Material provided ::
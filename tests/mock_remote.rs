//! 通过公开 API 驱动同步引擎，远程使用内存假实现

use std::fs;
use syncdeploy_lib::config::DEFAULT_STATE_NAME;
use syncdeploy_lib::core::{state, Entry, Inventory};
use syncdeploy_lib::storage::MockClient;
use syncdeploy_lib::{Phase, SyncConfig, SyncEngine, SyncError};

fn engine(root: &std::path::Path) -> SyncEngine {
    SyncEngine::new(SyncConfig {
        local_dir: root.to_path_buf(),
        max_concurrent_hashes: 1,
        ..Default::default()
    })
}

#[tokio::test]
async fn previous_state_drives_deletes_even_if_remote_changed() {
    let local = tempfile::tempdir().unwrap();
    fs::write(local.path().join("a.txt"), b"a").unwrap();

    // 上次状态里有 b.txt，但有人已经手动删掉了它
    let previous = Inventory::new(vec![
        Entry::file("a.txt", 1, blake3::hash(b"a").to_hex().to_string()),
        Entry::file("b.txt", 1, "deadbeef"),
    ]);
    let client = MockClient::new();
    client.put_file(DEFAULT_STATE_NAME, &state::encode(&previous).unwrap());
    client.put_file("a.txt", b"a");

    let mut session = client.clone();
    let report = engine(local.path()).run(&mut session).await.unwrap();

    assert_eq!(report.summary.files_to_delete, 1);
    assert_eq!(report.applied.files_deleted, 0);
    assert_eq!(report.applied.already_absent, 1);
    assert!(report.applied.state_written);
    assert_eq!(client.files(), vec![DEFAULT_STATE_NAME.to_string(), "a.txt".to_string()]);
}

#[tokio::test]
async fn failed_state_upload_is_reported_as_write_state() {
    let local = tempfile::tempdir().unwrap();
    fs::write(local.path().join("a.txt"), b"a").unwrap();

    let mut client = MockClient::new();
    client.fail_on("put", DEFAULT_STATE_NAME, "552 quota exceeded");

    let err = engine(local.path()).run(&mut client).await.unwrap_err();
    match err {
        SyncError::Transfer { phase, path, .. } => {
            assert_eq!(phase, Phase::WriteState);
            assert_eq!(path, DEFAULT_STATE_NAME);
        }
        other => panic!("unexpected error: {other}"),
    }
    assert_eq!(client.file("a.txt"), Some(b"a".to_vec()));
    assert!(client.file(DEFAULT_STATE_NAME).is_none());
}

#[tokio::test]
async fn unreadable_state_falls_back_to_full_upload() {
    let local = tempfile::tempdir().unwrap();
    fs::write(local.path().join("a.txt"), b"a").unwrap();

    let mut client = MockClient::new();
    client.put_file(DEFAULT_STATE_NAME, b"ignored");
    client.fail_on("get", DEFAULT_STATE_NAME, "425 can't open data connection");

    let report = engine(local.path()).run(&mut client).await.unwrap();
    assert!(report.bootstrap);
    assert_eq!(report.applied.files_uploaded, 1);
}
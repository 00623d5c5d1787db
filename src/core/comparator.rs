use crate::core::inventory::{Entry, Inventory};
use serde::Serialize;
use std::collections::{BTreeMap, BTreeSet};

/// 两次快照之间的差异
#[derive(Debug, Clone, Default, PartialEq, Eq)]
pub struct EditScript {
    /// 本次新增（上次没有）
    pub to_upload: Vec<Entry>,
    /// 两边都有但内容不同
    pub to_replace: Vec<Entry>,
    /// 上次有、本次没有
    pub to_delete: Vec<Entry>,
    pub bytes_upload: u64,
    pub bytes_replace: u64,
    pub bytes_delete: u64,
}

impl EditScript {
    pub fn is_empty(&self) -> bool {
        self.to_upload.is_empty() && self.to_replace.is_empty() && self.to_delete.is_empty()
    }

    /// 去掉某个路径（状态文件不参与常规上传/删除）
    pub fn without_path(mut self, path: &str) -> Self {
        let keep = |e: &Entry| e.path() != path;
        self.to_upload.retain(keep);
        self.to_replace.retain(keep);
        self.to_delete.retain(keep);
        self.recount();
        self
    }

    fn recount(&mut self) {
        self.bytes_upload = self.to_upload.iter().map(Entry::size).sum();
        self.bytes_replace = self.to_replace.iter().map(Entry::size).sum();
        self.bytes_delete = self.to_delete.iter().map(Entry::size).sum();
    }

    /// 统计
    pub fn summary(&self) -> ActionSummary {
        fn count(list: &[Entry], files: bool) -> usize {
            list.iter().filter(|e| e.is_file() == files).count()
        }

        ActionSummary {
            folders_to_create: count(&self.to_upload, false),
            files_to_upload: count(&self.to_upload, true),
            files_to_replace: count(&self.to_replace, true),
            files_to_delete: count(&self.to_delete, true),
            folders_to_delete: count(&self.to_delete, false),
            bytes_upload: self.bytes_upload,
            bytes_replace: self.bytes_replace,
            bytes_delete: self.bytes_delete,
        }
    }
}

/// 动作统计
#[derive(Debug, Clone, Default, PartialEq, Eq, Serialize)]
#[serde(rename_all = "camelCase")]
pub struct ActionSummary {
    pub folders_to_create: usize,
    pub files_to_upload: usize,
    pub files_to_replace: usize,
    pub files_to_delete: usize,
    pub folders_to_delete: usize,
    pub bytes_upload: u64,
    pub bytes_replace: u64,
    pub bytes_delete: u64,
}

impl ActionSummary {
    pub fn total_transfer_bytes(&self) -> u64 {
        self.bytes_upload + self.bytes_replace
    }
}

/// 比较两个快照，返回需要执行的差异
///
/// 每个列表都按路径升序排列，与输入顺序无关。
pub fn diff(previous: &Inventory, current: &Inventory) -> EditScript {
    let prev: BTreeMap<&str, &Entry> = previous.entries.iter().map(|e| (e.path(), e)).collect();
    let curr: BTreeMap<&str, &Entry> = current.entries.iter().map(|e| (e.path(), e)).collect();

    // 收集所有路径（BTreeSet 保证有序）
    let all_paths: BTreeSet<&str> = prev.keys().chain(curr.keys()).copied().collect();

    let mut script = EditScript::default();

    for path in all_paths {
        match (prev.get(path), curr.get(path)) {
            (None, Some(new)) => script.to_upload.push((*new).clone()),
            (Some(old), None) => script.to_delete.push((*old).clone()),
            (Some(old), Some(new)) => match (old, new) {
                (
                    Entry::File {
                        size: old_size,
                        fingerprint: old_hash,
                        ..
                    },
                    Entry::File {
                        size: new_size,
                        fingerprint: new_hash,
                        ..
                    },
                ) => {
                    if old_size != new_size || old_hash != new_hash {
                        script.to_replace.push((*new).clone());
                    }
                }
                (Entry::Folder { .. }, Entry::Folder { .. }) => {}
                // 文件和目录互换：删掉旧的，再上传新的
                _ => {
                    script.to_delete.push((*old).clone());
                    script.to_upload.push((*new).clone());
                }
            },
            (None, None) => unreachable!(),
        }
    }

    script.recount();
    script
}

#[cfg(test)]
mod tests {
    use super::*;

    fn inv(entries: Vec<Entry>) -> Inventory {
        Inventory::new(entries)
    }

    fn paths(list: &[Entry]) -> Vec<&str> {
        list.iter().map(Entry::path).collect()
    }

    fn mixed() -> Inventory {
        inv(vec![
            Entry::folder("docs"),
            Entry::file("docs/a.txt", 10, "h1"),
            Entry::file("b.txt", 4, "h2"),
            Entry::folder("img"),
        ])
    }

    #[test]
    fn test_identical_inventories_produce_nothing() {
        let i = mixed();
        let script = diff(&i, &i);
        assert!(script.is_empty());
        assert_eq!(
            (script.bytes_upload, script.bytes_replace, script.bytes_delete),
            (0, 0, 0)
        );
    }

    #[test]
    fn test_bootstrap_uploads_everything() {
        let current = mixed();
        let script = diff(&Inventory::empty(), &current);
        assert_eq!(paths(&script.to_upload), vec!["b.txt", "docs", "docs/a.txt", "img"]);
        assert!(script.to_replace.is_empty());
        assert!(script.to_delete.is_empty());
        assert_eq!(script.bytes_upload, 14);
    }

    #[test]
    fn test_scenario_new_file() {
        let script = diff(&inv(vec![]), &inv(vec![Entry::file("a.txt", 10, "h1")]));
        assert_eq!(paths(&script.to_upload), vec!["a.txt"]);
        assert!(script.to_replace.is_empty());
        assert!(script.to_delete.is_empty());
        assert_eq!(script.bytes_upload, 10);
    }

    #[test]
    fn test_scenario_changed_file() {
        let script = diff(
            &inv(vec![Entry::file("a.txt", 10, "h1")]),
            &inv(vec![Entry::file("a.txt", 12, "h2")]),
        );
        assert_eq!(script.to_replace, vec![Entry::file("a.txt", 12, "h2")]);
        assert_eq!(script.bytes_replace, 12);
        assert!(script.to_upload.is_empty());
        assert!(script.to_delete.is_empty());
    }

    #[test]
    fn test_same_size_different_hash_is_replaced() {
        let script = diff(
            &inv(vec![Entry::file("a.txt", 10, "h1")]),
            &inv(vec![Entry::file("a.txt", 10, "h9")]),
        );
        assert_eq!(paths(&script.to_replace), vec!["a.txt"]);
    }

    #[test]
    fn test_scenario_everything_removed() {
        let script = diff(
            &inv(vec![Entry::file("a.txt", 10, "h1"), Entry::folder("docs")]),
            &inv(vec![]),
        );
        assert_eq!(paths(&script.to_delete), vec!["a.txt", "docs"]);
        assert_eq!(script.bytes_delete, 10);
        assert!(script.to_upload.is_empty());
        assert!(script.to_replace.is_empty());
    }

    #[test]
    fn test_scenario_unchanged_file() {
        let same = inv(vec![Entry::file("a.txt", 10, "h1")]);
        assert!(diff(&same, &same.clone()).is_empty());
    }

    #[test]
    fn test_kind_change_is_delete_plus_upload() {
        let script = diff(
            &inv(vec![Entry::file("x", 5, "h")]),
            &inv(vec![Entry::folder("x")]),
        );
        assert_eq!(script.to_delete, vec![Entry::file("x", 5, "h")]);
        assert_eq!(script.to_upload, vec![Entry::folder("x")]);
        assert!(script.to_replace.is_empty());
        assert_eq!(script.bytes_delete, 5);
        assert_eq!(script.bytes_upload, 0);
    }

    #[test]
    fn test_input_order_does_not_matter() {
        let prev_a = inv(vec![
            Entry::file("z.txt", 1, "a"),
            Entry::file("m.txt", 2, "b"),
            Entry::folder("old"),
        ]);
        let mut prev_b = prev_a.clone();
        prev_b.entries.reverse();

        let curr_a = inv(vec![
            Entry::file("m.txt", 3, "c"),
            Entry::file("b.txt", 1, "d"),
            Entry::file("a.txt", 1, "e"),
        ]);
        let mut curr_b = curr_a.clone();
        curr_b.entries.reverse();

        let s1 = diff(&prev_a, &curr_a);
        let s2 = diff(&prev_b, &curr_b);
        assert_eq!(s1, s2);
        assert_eq!(paths(&s1.to_upload), vec!["a.txt", "b.txt"]);
        assert_eq!(paths(&s1.to_delete), vec!["old", "z.txt"]);
    }

    #[test]
    fn test_every_path_lands_in_exactly_one_bucket() {
        let previous = inv(vec![
            Entry::file("same", 1, "s"),
            Entry::file("changed", 1, "c1"),
            Entry::file("gone", 7, "g"),
            Entry::folder("dir"),
            Entry::folder("flip"),
        ]);
        let current = inv(vec![
            Entry::file("same", 1, "s"),
            Entry::file("changed", 2, "c2"),
            Entry::file("new", 3, "n"),
            Entry::folder("dir"),
            Entry::file("flip", 4, "f"),
        ]);
        let script = diff(&previous, &current);

        assert_eq!(paths(&script.to_upload), vec!["flip", "new"]);
        assert_eq!(paths(&script.to_replace), vec!["changed"]);
        assert_eq!(paths(&script.to_delete), vec!["flip", "gone"]);

        let summary = script.summary();
        assert_eq!(summary.files_to_upload, 2);
        assert_eq!(summary.folders_to_delete, 1);
        assert_eq!(summary.files_to_delete, 1);
        assert_eq!(summary.total_transfer_bytes(), 9);
    }

    #[test]
    fn test_without_path_drops_state_file() {
        let script = diff(
            &inv(vec![Entry::file(".state.json", 5, "old")]),
            &inv(vec![Entry::file(".state.json", 6, "new"), Entry::file("a", 1, "x")]),
        )
        .without_path(".state.json");

        assert_eq!(paths(&script.to_upload), vec!["a"]);
        assert!(script.to_replace.is_empty());
        assert_eq!(script.bytes_replace, 0);
    }
}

Requirement :: Search the data for "SyncEngine" and list every line in which it occurs.

Written solution ::
use syncdeploy_lib::{Phase, SyncConfig, SyncEngine, SyncError};
fn engine(root: &std::path::Path) -> SyncEngine {
    SyncEngine::new(SyncConfig {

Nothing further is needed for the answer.